Wherever "Option" turns up in the entries, copy out the line that holds it.

[RECORDS PROVIDED Boundary: Start]

impl HandlerRegistry {
    pub fn new() -> Self {
        Self::default()
    }

    pub fn with_builtin_handlers() -> Self {
        let mut registry = Self::new();
        let real = MemberHandler::Numeric { integral: false };
        let integral = MemberHandler::Numeric { integral: true };
        registry.register::<f32>(real.clone());
        registry.register::<f64>(real);
        registry.register::<i8>(integral.clone());
        registry.register::<i16>(integral.clone());
        registry.register::<i32>(integral.clone());
        registry.register::<i64>(integral.clone());
        registry.register::<isize>(integral.clone());
        registry.register::<u8>(integral.clone());
        registry.register::<u16>(integral.clone());
        registry.register::<u32>(integral.clone());
        registry.register::<u64>(integral.clone());
        registry.register::<usize>(integral);
        registry.register::<bool>(MemberHandler::Boolean);
        registry.register::<String>(MemberHandler::Text);
        registry.register::<Vec2>(MemberHandler::Vector { axes: 2 });
        registry.register::<Vec3>(MemberHandler::Vector { axes: 3 });
        registry
    }

    pub fn register<T: ?Sized + 'static>(&mut self, handler: MemberHandler) -> Option<MemberHandler> {
        self.handlers.insert(TypeId::of::<T>(), handler)
    }

    /// Registers the enum handler for `T`. Returns `false` when `T` does not reflect as an enum.
    pub fn register_enum<T: Typed>(&mut self) -> bool {
        if !matches!(T::type_info(), TypeInfo::Enum(_)) {
            return false;
        }
        self.register::<T>(MemberHandler::Enum);
        true
    }

    /// Lets `T` resolve to whatever `Base` resolves to. Returns `false` when `Base` is unknown.
    pub fn register_alias<T: ?Sized + 'static, Base: ?Sized + 'static>(&mut self) -> bool {
        match self.handlers.get(&TypeId::of::<Base>()).cloned() {
            Some(handler) => {
                self.handlers.insert(TypeId::of::<T>(), handler);
                true
            }
            None => false,
        }
    }

    pub fn handler(&self, member_type: &TypeKey) -> Option<&MemberHandler> {
        self.handlers.get(&member_type.id())
    }

    pub fn handler_for(&self, member: &MemberDescriptor) -> Result<&MemberHandler, InspectorError> {
        self.handler(&member.member_type).ok_or_else(|| InspectorError::UnsupportedMemberType {
            member: member.name.to_string(),
            type_name: member.member_type.name(),
        })
    }

    pub fn len(&self) -> usize {
        self.handlers.len()
    }

    pub fn is_empty(&self) -> bool {
        self.handlers.is_empty()
    }
}

/// Live editor bound to one member of one object.
pub struct ValueEditor {
    member: MemberDescriptor,
    target: Weak<RefCell<dyn Reflect>>,
    handler: MemberHandler,
    window: ElementId,
    edits: Rc<EditQueue>,
    text: ElementId,
    display: String,
}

[RECORDS PROVIDED Boundary: End]

EXERCISE OUTPUT
    pub fn register<T: ?Sized + 'static>(&mut self, handler: MemberHandler) -> Option<MemberHandler> {
    pub fn handler(&self, member_type: &TypeKey) -> Option<&MemberHandler> {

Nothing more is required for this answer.